Vrdolyak, 81, was indicted in 2016 on charges of tax evasion and obstructing and impeding the IRS, according to a 19-page indictment that outlined his role in a scheme to pocket millions from a $9.3 billion settlement reached between the state of Illinois and tobacco companies in 1998.

Vrdolyak pleaded not guilty in November 2016, but on Monday, Judge Robert Dow scheduled a hearing for 10:30 a.m. on Thursday to change Vrdolyak's plea.

Details surrounding his plea, including the charges to which he planned to plead guilty, were not immediately available. The entry on the court docket giving notification of the hearing said it was set "at the request and by agreement of the parties."

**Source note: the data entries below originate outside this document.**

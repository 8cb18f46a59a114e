//! Waveprint fingerprint documents
//!
//! Per-work document format used by the filesystem-backed fingerprint
//! store: work metadata plus the complete address -> anchor record list,
//! serialized as JSON or BSON.

mod document;

pub use document::{DocRecord, DocWork, WorkDocument, FORMAT_VERSION};
//! Target-name construction for the three rename operations.
//!
//! All functions are pure: they take a base file name and return the name the
//! file should have. Returning the input unchanged means "nothing to do".

use camino::Utf8Path;

/// `"{tag} {name}"`
pub fn with_tag(tag: &str, name: &str) -> String {
    format!("{} {}", tag, name)
}

/// `"{prefix} {name}"`, unless the name already starts with that prefix and a space
pub fn with_prefix(name: &str, prefix: &str) -> String {
    let marker = format!("{} ", prefix);
    if name.starts_with(&marker) {
        return name.to_string();
    }
    format!("{}{}", marker, name)
}

/// `"{stem} {suffix}{.ext}"`, unless the stem already ends with a space and the suffix
pub fn with_suffix(name: &str, suffix: &str) -> String {
    let (stem, ext) = split_extension(name);
    let marker = format!(" {}", suffix);
    if stem.ends_with(&marker) {
        return name.to_string();
    }
    format!("{}{}{}", stem, marker, ext)
}

/// Split `name` into stem and extension (with its dot).
///
/// Matches `Utf8Path::file_stem`/`extension`: a leading dot is part of the stem,
/// only the last dot separates.
fn split_extension(name: &str) -> (&str, &str) {
    match Utf8Path::new(name).extension() {
        Some(ext) => name.split_at(name.len() - ext.len() - 1),
        None => (name, ""),
    }
}
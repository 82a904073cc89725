use chrono::{Local, NaiveDateTime};
use indexmap::IndexMap;
use serde::{Deserialize, Serialize};
use thiserror::Error;

/// Default upper bound on worker count when none is configured
pub const DEFAULT_CONCURRENCY: usize = 4;

/// Date/time placeholders expanded when a preset is resolved, with their formats
pub const DATE_PLACEHOLDERS: [(&str, &str); 3] = [
    ("{datetime}", "%Y%m%d_%H%M%S"),
    ("{date}", "%Y%m%d"),
    ("{time}", "%H%M%S"),
];

/// Replace `{date}`, `{time}` and `{datetime}` in preset text with stamps for `now`
pub fn expand_placeholders(text: &str, now: NaiveDateTime) -> String {
    DATE_PLACEHOLDERS
        .iter()
        .fold(text.to_string(), |acc, &(placeholder, format)| {
            acc.replace(placeholder, &now.format(format).to_string())
        })
}

/// Errors raised when editing the rename settings
#[derive(Error, Debug, Clone, PartialEq, Eq)]
pub enum ConfigValidationError {
    #[error("Extension must not be empty")]
    EmptyExtension,

    #[error("Tag must not be empty")]
    EmptyTag,

    #[error("Tag {0:?} must not contain whitespace")]
    TagContainsWhitespace(String),

    #[error("Concurrency must be at least 1")]
    ZeroConcurrency,
}

/// Normalize an extension key: trimmed, lowercase, with a leading dot.
///
/// Returns `None` for input that is empty once the dot and whitespace are removed.
pub fn normalize_extension(ext: &str) -> Option<String> {
    let trimmed = ext.trim().trim_start_matches('.');
    if trimmed.is_empty() {
        return None;
    }
    Some(format!(".{}", trimmed.to_lowercase()))
}

fn validate_tag(tag: &str) -> Result<String, ConfigValidationError> {
    let tag = tag.trim();
    if tag.is_empty() {
        return Err(ConfigValidationError::EmptyTag);
    }
    if tag.chars().any(char::is_whitespace) {
        return Err(ConfigValidationError::TagContainsWhitespace(tag.to_string()));
    }
    Ok(tag.to_string())
}

/// Lookup from archive entry extension (".skp") to tag ("SU").
///
/// Keys are always stored normalized, so lookups only need to lowercase the
/// entry extension.
#[derive(Debug, Clone, PartialEq, Eq, Serialize, Deserialize)]
#[serde(transparent)]
pub struct ExtensionTagMap(IndexMap<String, String>);

impl ExtensionTagMap {
    /// Create an empty map
    pub fn new() -> Self {
        Self(IndexMap::new())
    }

    /// Insert or replace a mapping, returning the previous tag for the extension
    pub fn insert(&mut self, ext: &str, tag: &str) -> Result<Option<String>, ConfigValidationError> {
        let ext = normalize_extension(ext).ok_or(ConfigValidationError::EmptyExtension)?;
        let tag = validate_tag(tag)?;
        Ok(self.0.insert(ext, tag))
    }

    /// Remove a mapping, preserving the order of the remaining entries
    pub fn remove(&mut self, ext: &str) -> Option<String> {
        let ext = normalize_extension(ext)?;
        self.0.shift_remove(&ext)
    }

    /// Look up the tag for an already-normalized extension
    pub fn get(&self, ext: &str) -> Option<&str> {
        self.0.get(ext).map(String::as_str)
    }

    pub fn iter(&self) -> impl Iterator<Item = (&str, &str)> {
        self.0.iter().map(|(k, v)| (k.as_str(), v.as_str()))
    }

    /// Distinct tags in first-seen order
    pub fn tags(&self) -> Vec<&str> {
        let mut seen: Vec<&str> = Vec::new();
        for tag in self.0.values() {
            if !seen.contains(&tag.as_str()) {
                seen.push(tag);
            }
        }
        seen
    }

    pub fn len(&self) -> usize {
        self.0.len()
    }

    pub fn is_empty(&self) -> bool {
        self.0.is_empty()
    }

    /// Re-normalize keys loaded from a hand-edited file, dropping invalid rows
    pub fn normalized(self) -> Self {
        let mut out = Self::new();
        for (ext, tag) in self.0 {
            if let Err(e) = out.insert(&ext, &tag) {
                tracing::warn!("Ignoring invalid extension mapping {:?} -> {:?}: {}", ext, tag, e);
            }
        }
        out
    }
}

impl Default for ExtensionTagMap {
    fn default() -> Self {
        let mut map = IndexMap::new();
        map.insert(".skp".to_string(), "SU".to_string());
        map.insert(".max".to_string(), "3D".to_string());
        map.insert(".dwg".to_string(), "CAD".to_string());
        Self(map)
    }
}

/// User configuration from `Archive Tagger.yaml`
#[derive(Debug, Clone, Default, PartialEq, Serialize, Deserialize)]
pub struct UserConfig {
    #[serde(rename = "Rename_Settings", default)]
    pub settings: RenameSettings,
}

#[derive(Debug, Clone, PartialEq, Serialize, Deserialize)]
pub struct RenameSettings {
    /// Known tags in priority order
    #[serde(rename = "Tags", default = "default_tags")]
    pub tags: Vec<String>,

    #[serde(rename = "Extension Tags", default)]
    pub extension_tags: ExtensionTagMap,

    #[serde(rename = "Prefix", default)]
    pub prefix: String,

    #[serde(rename = "Suffix", default)]
    pub suffix: String,

    #[serde(rename = "Prefix Presets", default = "default_prefix_presets")]
    pub prefix_presets: IndexMap<String, String>,

    #[serde(rename = "Suffix Presets", default = "default_suffix_presets")]
    pub suffix_presets: IndexMap<String, String>,

    #[serde(rename = "Concurrency", default)]
    pub concurrency: Option<usize>,

    #[serde(rename = "Debug Mode", default)]
    pub debug_mode: bool,
}

impl Default for RenameSettings {
    fn default() -> Self {
        Self {
            tags: default_tags(),
            extension_tags: ExtensionTagMap::default(),
            prefix: String::new(),
            suffix: String::new(),
            prefix_presets: default_prefix_presets(),
            suffix_presets: default_suffix_presets(),
            concurrency: None,
            debug_mode: false,
        }
    }
}

fn default_tags() -> Vec<String> {
    vec!["3D".to_string(), "SU".to_string(), "CAD".to_string()]
}

fn default_prefix_presets() -> IndexMap<String, String> {
    let mut presets = IndexMap::new();
    presets.insert("Date".to_string(), "{date}".to_string());
    presets.insert("Time".to_string(), "{time}".to_string());
    presets.insert("DateTime".to_string(), "{datetime}".to_string());
    presets.insert("Version".to_string(), "V1.0".to_string());
    presets.insert("Draft".to_string(), "Draft".to_string());
    presets.insert("Final".to_string(), "Final".to_string());
    presets
}

fn default_suffix_presets() -> IndexMap<String, String> {
    let mut presets = IndexMap::new();
    presets.insert("Modified Date".to_string(), "{date}".to_string());
    presets.insert("Version".to_string(), "v1.0".to_string());
    presets.insert("Status".to_string(), "Done".to_string());
    presets.insert("Review".to_string(), "Pending Review".to_string());
    presets.insert("Backup".to_string(), "backup".to_string());
    presets
}

impl RenameSettings {
    /// Map an archive entry extension to a tag
    pub fn set_extension_tag(&mut self, ext: &str, tag: &str) -> Result<Option<String>, ConfigValidationError> {
        self.extension_tags.insert(ext, tag)
    }

    pub fn remove_extension_tag(&mut self, ext: &str) -> Option<String> {
        self.extension_tags.remove(ext)
    }

    /// Append a tag to the vocabulary; returns false if it was already known
    pub fn add_tag(&mut self, tag: &str) -> Result<bool, ConfigValidationError> {
        let tag = validate_tag(tag)?;
        if self.tags.contains(&tag) {
            return Ok(false);
        }
        self.tags.push(tag);
        Ok(true)
    }

    pub fn remove_tag(&mut self, tag: &str) -> bool {
        let before = self.tags.len();
        self.tags.retain(|t| t != tag.trim());
        self.tags.len() != before
    }

    pub fn set_concurrency(&mut self, concurrency: usize) -> Result<(), ConfigValidationError> {
        if concurrency == 0 {
            return Err(ConfigValidationError::ZeroConcurrency);
        }
        self.concurrency = Some(concurrency);
        Ok(())
    }

    /// Resolve a preset label to its text, stamping date placeholders with the current local time
    pub fn prefix_preset(&self, label: &str) -> Option<String> {
        self.prefix_preset_at(label, Local::now().naive_local())
    }

    pub fn suffix_preset(&self, label: &str) -> Option<String> {
        self.suffix_preset_at(label, Local::now().naive_local())
    }

    pub fn prefix_preset_at(&self, label: &str, now: NaiveDateTime) -> Option<String> {
        self.prefix_presets
            .get(label)
            .map(|text| expand_placeholders(text, now))
    }

    pub fn suffix_preset_at(&self, label: &str, now: NaiveDateTime) -> Option<String> {
        self.suffix_presets
            .get(label)
            .map(|text| expand_placeholders(text, now))
    }

    /// Effective worker count for a batch.
    ///
    /// An explicit request wins over the configured value. Without either, the
    /// default is `min(DEFAULT_CONCURRENCY, available parallelism)`. The result
    /// is always clamped to `1..=available parallelism`.
    pub fn resolve_concurrency(&self, requested: Option<usize>) -> usize {
        resolve_concurrency(requested.or(self.concurrency), available_parallelism())
    }
}

fn available_parallelism() -> usize {
    std::thread::available_parallelism()
        .map(|n| n.get())
        .unwrap_or(1)
}

pub(crate) fn resolve_concurrency(requested: Option<usize>, available: usize) -> usize {
    let available = available.max(1);
    requested
        .unwrap_or(DEFAULT_CONCURRENCY.min(available))
        .clamp(1, available)
}

#[cfg(test)]
mod tests {
    use super::*;

    #[test]
    fn test_rename_settings_defaults() {
        let settings = RenameSettings::default();
        assert_eq!(settings.tags, vec!["3D", "SU", "CAD"]);
        assert_eq!(settings.extension_tags.len(), 3);
        assert_eq!(settings.extension_tags.get(".skp"), Some("SU"));
        assert_eq!(settings.extension_tags.get(".max"), Some("3D"));
        assert_eq!(settings.extension_tags.get(".dwg"), Some("CAD"));
        assert!(settings.concurrency.is_none());
        assert!(!settings.debug_mode);
    }

    #[test]
    fn test_normalize_extension() {
        assert_eq!(normalize_extension("skp").as_deref(), Some(".skp"));
        assert_eq!(normalize_extension(" .DWG ").as_deref(), Some(".dwg"));
        assert_eq!(normalize_extension("."), None);
        assert_eq!(normalize_extension("   "), None);
    }

    #[test]
    fn test_extension_map_insert_normalizes() {
        let mut map = ExtensionTagMap::new();
        assert_eq!(map.insert("RVT", "BIM").unwrap(), None);
        assert_eq!(map.get(".rvt"), Some("BIM"));

        let previous = map.insert(".rvt", "REVIT").unwrap();
        assert_eq!(previous.as_deref(), Some("BIM"));
        assert_eq!(map.len(), 1);
    }

    #[test]
    fn test_extension_map_rejects_invalid() {
        let mut map = ExtensionTagMap::new();
        assert_eq!(map.insert("", "SU"), Err(ConfigValidationError::EmptyExtension));
        assert_eq!(map.insert(".skp", "  "), Err(ConfigValidationError::EmptyTag));
        assert!(matches!(
            map.insert(".skp", "Sketch Up"),
            Err(ConfigValidationError::TagContainsWhitespace(_))
        ));
        assert!(map.is_empty());
    }

    #[test]
    fn test_extension_map_remove_keeps_order() {
        let mut map = ExtensionTagMap::default();
        assert_eq!(map.remove("MAX").as_deref(), Some("3D"));
        let keys: Vec<&str> = map.iter().map(|(k, _)| k).collect();
        assert_eq!(keys, vec![".skp", ".dwg"]);
    }

    #[test]
    fn test_extension_map_tags_deduplicated() {
        let mut map = ExtensionTagMap::default();
        map.insert(".3ds", "3D").unwrap();
        map.insert(".rvt", "BIM").unwrap();
        assert_eq!(map.tags(), vec!["SU", "3D", "CAD", "BIM"]);
    }

    #[test]
    fn test_normalized_drops_bad_rows() {
        let yaml = "SKP: SU\n'': CAD\n.max: 3D\n";
        let map: ExtensionTagMap = serde_yaml_ng::from_str(yaml).unwrap();
        let map = map.normalized();
        assert_eq!(map.len(), 2);
        assert_eq!(map.get(".skp"), Some("SU"));
        assert_eq!(map.get(".max"), Some("3D"));
    }

    #[test]
    fn test_add_and_remove_tag() {
        let mut settings = RenameSettings::default();
        assert!(settings.add_tag("BIM").unwrap());
        assert!(!settings.add_tag("BIM").unwrap());
        assert_eq!(settings.tags.last().map(String::as_str), Some("BIM"));

        assert!(settings.remove_tag("SU"));
        assert!(!settings.remove_tag("SU"));
        assert_eq!(settings.tags, vec!["3D", "CAD", "BIM"]);
    }

    #[test]
    fn test_presets() {
        let settings = RenameSettings::default();
        assert_eq!(settings.prefix_preset("Draft").as_deref(), Some("Draft"));
        assert_eq!(settings.suffix_preset("Backup").as_deref(), Some("backup"));
        assert_eq!(settings.prefix_preset("Missing"), None);
    }

    fn sample_time() -> NaiveDateTime {
        chrono::NaiveDate::from_ymd_opt(2024, 3, 7)
            .unwrap()
            .and_hms_opt(9, 5, 2)
            .unwrap()
    }

    #[test]
    fn test_date_presets_expand_at_use_time() {
        let settings = RenameSettings::default();
        let now = sample_time();

        assert_eq!(settings.prefix_preset_at("Date", now).as_deref(), Some("20240307"));
        assert_eq!(settings.prefix_preset_at("Time", now).as_deref(), Some("090502"));
        assert_eq!(
            settings.prefix_preset_at("DateTime", now).as_deref(),
            Some("20240307_090502")
        );
        assert_eq!(
            settings.suffix_preset_at("Modified Date", now).as_deref(),
            Some("20240307")
        );
        // Stored text keeps the placeholder
        assert_eq!(settings.prefix_presets["Date"], "{date}");
    }

    #[test]
    fn test_expand_placeholders_mixed_text() {
        let now = sample_time();
        assert_eq!(expand_placeholders("rev-{date}-{time}", now), "rev-20240307-090502");
        assert_eq!(expand_placeholders("{datetime} {date}", now), "20240307_090502 20240307");
        assert_eq!(expand_placeholders("{year}", now), "{year}");
        assert_eq!(expand_placeholders("plain", now), "plain");
    }

    #[test]
    fn test_set_concurrency_rejects_zero() {
        let mut settings = RenameSettings::default();
        assert_eq!(settings.set_concurrency(0), Err(ConfigValidationError::ZeroConcurrency));
        settings.set_concurrency(2).unwrap();
        assert_eq!(settings.concurrency, Some(2));
    }

    #[test]
    fn test_resolve_concurrency() {
        assert_eq!(resolve_concurrency(None, 16), 4);
        assert_eq!(resolve_concurrency(None, 2), 2);
        assert_eq!(resolve_concurrency(Some(8), 16), 8);
        assert_eq!(resolve_concurrency(Some(64), 16), 16);
        assert_eq!(resolve_concurrency(Some(0), 16), 1);
        assert_eq!(resolve_concurrency(None, 0), 1);
    }

    #[test]
    fn test_resolve_concurrency_prefers_request() {
        let mut settings = RenameSettings::default();
        settings.concurrency = Some(1);
        assert_eq!(settings.resolve_concurrency(None), 1);
        assert!(settings.resolve_concurrency(Some(2)) >= 1);
    }
}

The change of plea comes more than two years after prosecutors accused the former powerhouse Chicago politician and an associate, attorney Daniel Soso, of secretly pocketing more than $10 million in fees from the 1998 settlement.

As part of that settlement, over $188 million was paid to four law firms that helped with the litigation. One of those firms, Seattle-based Hagens Berman, allegedly agreed to pay Vrdolyak and Soso fees from the settlement, even though they, according to the indictment, "did not perform any work," nor were they authorized to work, on the case.

Prosecutors also alleged that Vrdolyak attempted to help Soso dodge federal income taxes on the payments.

At the time of his indictment, an attorney for Vrdolyak called the charges "confusing and disappointing," adding that the former alderman "had the money set aside in escrow" and was "waiting for the government to send us the appropriate documents."

"In Illinois you’re entitled to pay referral fees, and they don’t accuse us of doing anything wrong with that,” Vrdolyak's longtime lawyer Michael Monico said at the time. “The state got a good deal and the citizens got a good deal, because the state received a lot of money as a result of the lawyers who helped."

If Vrdolyak does plead guilty on Thursday, it would be the second time in a little over a decade that he will have been convicted of a federal felony.

In 2008, Vrdolyak pleaded guilty to a charge of conspiracy to commit mail and wire fraud in connection with a real estate kickback scheme involving the sale of a Gold Coast medical school building. The judge in that initially sentenced him to probation, but on appeal, he was sentenced to 10 months in prison, which he served from 2010 to 2011.

First elected in the city's 10th Ward in 1971, Vrdolyak earned the moniker "Fast Eddie" for his penchant for cutting backroom deals. He is perhaps best known for leading a majority-white group of alderman dubbed the "Vrdolyak 29" who stymied the agenda of Mayor Harold Washington, Chicago's first black mayor, on City Council in the 1980s.

Vrdolyak was previously scheduled to go to trial in the tobacco settlement case on April 15.